The 14 relevant topic areas were further categorized as school-related or community-related. The 813 bills and 144 resolutions within these topic areas were examined in more detail to ensure their applicability to childhood obesity (yes or no) and direction of health impact (positive, negative, or unsure). The task of coding was divided among four members of the research team. Eighty bills were coded in duplicate to assess interrater agreement. Agreement between raters was 89% for applicability (n = 80) and 94% for health impact (n = 63) (health impact was coded only for applicable bills). We excluded from further consideration bills and resolutions that were coded as not applicable (e.g., specific to senior citizens, concerning sex education in schools) or as having a negative health impact (e.g., repealing of BMI reporting, allowing exemptions for physical education). After removal of 78 bills and 10 resolutions that were not applicable and 18 bills with a negative health impact, this study reviewed 717 bills and 134 resolutions. Legislative history was reviewed to determine whether each bill or resolution was adopted as of December 31, 2005.
A descriptive analysis was performed to examine patterns in the introduction and adoption of legislation by time, topic area, and geography. Patterns over time were described by comparing data for 2003 and 2005. Because of differences in the frequency and length of legislative sessions, fewer bills and resolutions are introduced in even years. (Six states have biennial sessions that meet only in odd years; among states that meet annually, 25 have 2-year sessions that begin in odd years [e.g., 2003–2004].)

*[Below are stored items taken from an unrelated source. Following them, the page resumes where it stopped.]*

//! Screen-scoped presentation state.
//!
//! # Responsibility
//! - Hold UI state with an explicit mount/unmount lifecycle.
//! - Notify UI runtimes of list changes through subscriptions.
//!
//! # Invariants
//! - All mutation happens synchronously on the caller's thread.

pub mod observable;
pub mod task_list;
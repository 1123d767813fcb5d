//! Presentation formatting derived from domain records.
//!
//! # Responsibility
//! - Turn tasks into display strings identical on every platform.
//! - Keep UI runtimes free of time-zone and number formatting rules.

pub mod card;
pub mod format;
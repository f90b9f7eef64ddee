//! Comparison literals and their compatibility with column types.

use std::fmt::Display;

use rust_decimal::Decimal;
use schema::{LogicalType, TimeUnit};

use crate::cmp::Operator;

/// The right-hand side of a column comparison.
#[derive(Debug, Clone, PartialEq)]
pub enum Literal {
    Int(i64),
    Float(f64),
    Decimal(Decimal),
    Bool(bool),
    Str(String),
    /// Days since the Unix epoch.
    Date(i32),
    /// Elapsed units since the Unix epoch.
    Timestamp { value: i64, unit: TimeUnit },
}

impl Literal {
    /// Whether this literal can be compared against a column of
    /// `logical_type` with `op`.
    ///
    /// Integer literals compare against every integer width, decimals,
    /// floats, dates and timestamps. Float literals are restricted to float
    /// columns, decimal literals to decimal columns, strings to string
    /// columns, and booleans to bool columns under equality only.
    pub fn compatible_with(&self, logical_type: LogicalType, op: Operator) -> bool {
        use LogicalType::*;

        if op == Operator::Like {
            return matches!(self, Self::Str(_)) && logical_type.is_string();
        }

        match self {
            Self::Int(_) => matches!(
                logical_type,
                Int8 | Int16
                    | Int32
                    | Int64
                    | Float32
                    | Float64
                    | Decimal { .. }
                    | Date
                    | Timestamp(_)
            ),
            Self::Float(_) => matches!(logical_type, Float32 | Float64),
            Self::Decimal(_) => matches!(logical_type, Decimal { .. }),
            Self::Bool(_) => {
                logical_type == Bool && matches!(op, Operator::Equal | Operator::NotEqual)
            }
            Self::Str(_) => logical_type.is_string(),
            Self::Date(_) => matches!(logical_type, Date | Timestamp(_)),
            Self::Timestamp { .. } => matches!(logical_type, Timestamp(_)),
        }
    }

    /// The literal as an `i64` in the integer comparison domain.
    pub fn as_i64(&self) -> Option<i64> {
        match self {
            Self::Int(v) => Some(*v),
            Self::Date(v) => Some(*v as i64),
            Self::Timestamp { value, .. } => Some(*value),
            _ => None,
        }
    }

    /// The literal as an `f64` in the float comparison domain.
    pub fn as_f64(&self) -> Option<f64> {
        match self {
            Self::Float(v) => Some(*v),
            Self::Int(v) => Some(*v as f64),
            _ => None,
        }
    }

    /// The literal in the decimal comparison domain.
    pub fn as_decimal(&self) -> Option<Decimal> {
        match self {
            Self::Decimal(d) => Some(*d),
            Self::Int(v) => Some(Decimal::from(*v)),
            _ => None,
        }
    }

    /// The literal normalised into the timestamp domain of a column with
    /// unit `column_unit`.
    ///
    /// Bare integers are taken to already carry the column's unit; date
    /// literals convert from whole days.
    pub fn as_timestamp(&self, column_unit: TimeUnit) -> Option<i64> {
        match self {
            Self::Timestamp { value, unit } => Some(column_unit.convert(*value, *unit)),
            Self::Int(v) => Some(*v),
            Self::Date(days) => Some(
                column_unit
                    .per_second()
                    .saturating_mul(86_400)
                    .saturating_mul(*days as i64),
            ),
            _ => None,
        }
    }

    /// The literal in the date domain (days since epoch).
    pub fn as_date(&self) -> Option<i32> {
        match self {
            Self::Date(v) => Some(*v),
            Self::Int(v) => i32::try_from(*v).ok(),
            _ => None,
        }
    }

    pub fn as_str(&self) -> Option<&str> {
        match self {
            Self::Str(s) => Some(s),
            _ => None,
        }
    }

    pub fn as_bool(&self) -> Option<bool> {
        match self {
            Self::Bool(b) => Some(*b),
            _ => None,
        }
    }
}

impl Display for Literal {
    fn fmt(&self, f: &mut std::fmt::Formatter<'_>) -> std::fmt::Result {
        match self {
            Self::Int(v) => write!(f, "{}", v),
            Self::Float(v) => write!(f, "{}", v),
            Self::Decimal(v) => write!(f, "{}", v),
            Self::Bool(v) => write!(f, "{}", v),
            Self::Str(v) => write!(f, "'{}'", v),
            Self::Date(v) => write!(f, "date({})", v),
            Self::Timestamp { value, unit } => write!(f, "ts({}{})", value, unit),
        }
    }
}

impl From<i64> for Literal {
    fn from(v: i64) -> Self {
        Self::Int(v)
    }
}

impl From<i32> for Literal {
    fn from(v: i32) -> Self {
        Self::Int(v as i64)
    }
}

impl From<f64> for Literal {
    fn from(v: f64) -> Self {
        Self::Float(v)
    }
}

impl From<bool> for Literal {
    fn from(v: bool) -> Self {
        Self::Bool(v)
    }
}

impl From<&str> for Literal {
    fn from(v: &str) -> Self {
        Self::Str(v.to_owned())
    }
}

impl From<String> for Literal {
    fn from(v: String) -> Self {
        Self::Str(v)
    }
}

impl From<Decimal> for Literal {
    fn from(v: Decimal) -> Self {
        Self::Decimal(v)
    }
}

#[cfg(test)]
mod test {
    use super::*;

    #[test]
    fn compatibility() {
        assert!(Literal::Int(1).compatible_with(LogicalType::Int8, Operator::GT));
        assert!(Literal::Int(1).compatible_with(LogicalType::Float64, Operator::LT));
        assert!(Literal::Int(1)
            .compatible_with(LogicalType::Decimal { precision: 18, scale: 2 }, Operator::Equal));
        assert!(!Literal::Float(1.0).compatible_with(LogicalType::Int64, Operator::GT));
        assert!(Literal::Bool(true).compatible_with(LogicalType::Bool, Operator::Equal));
        assert!(!Literal::Bool(true).compatible_with(LogicalType::Bool, Operator::GT));
        assert!(Literal::Str("x".into()).compatible_with(LogicalType::Dictionary, Operator::Like));
        assert!(!Literal::Str("x".into()).compatible_with(LogicalType::Int32, Operator::Equal));
        assert!(!Literal::Int(1).compatible_with(LogicalType::Utf8, Operator::Like));
    }

    #[test]
    fn timestamp_normalisation() {
        let lit = Literal::Timestamp {
            value: 1,
            unit: TimeUnit::Second,
        };
        assert_eq!(lit.as_timestamp(TimeUnit::Millisecond), Some(1_000));

        let date = Literal::Date(2);
        assert_eq!(date.as_timestamp(TimeUnit::Second), Some(172_800));
        assert_eq!(Literal::Int(5).as_timestamp(TimeUnit::Second), Some(5));
    }
}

The number introduced and adopted and percentage adopted were calculated separately for bills and resolutions for each of the 14 relevant topic areas and for each of the 50 states. In addition to quantity, the number of topic areas covered (possible range, 0-14) through introduced and adopted legislation was assessed to measure the breadth of approaches addressed within each state.
Next, we examined the geographical patterns of introduced legislation and topic areas covered by introduced legislation and compared them with obesity prevalence. Three U.S. maps were created with each variable of interest categorized into quartiles. Childhood obesity prevalence estimates were not available for all 50 states, so we used adult obesity prevalence from the 2004 Behavioral Risk Factor Surveillance System (18) as an indicator for childhood obesity prevalence. The association between adult obesity prevalence and childhood obesity legislation (number of introduced bills and resolutions) was examined dichotomously (low and high) using Pearson chi-square testing and was examined by quartiles (1 to 4) and rank order (1 to 50) using Spearman rank correlation. Analyses were performed using SPSS version 14.0 (SPSS Inc, Chicago, Ill).
The 14 childhood obesity prevention topic areas are described in Table 1. During the 3-year study period, 123 (17%) of the 717 introduced bills were adopted, and 71 (53%) of the 134 introduced resolutions were adopted. From 2003 through 2005, there was an increase in the annual number of bills introduced (199 to 339) and adopted (40 to 55); however, the proportion adopted decreased from 20% to 16% (data not shown). Similarly, the annual number of resolutions introduced from 2003 through 2005 increased (40 to 55) and the number adopted remained steady (25 to 23), resulting in a decrease in the proportion adopted from 62% to 42% (data not shown).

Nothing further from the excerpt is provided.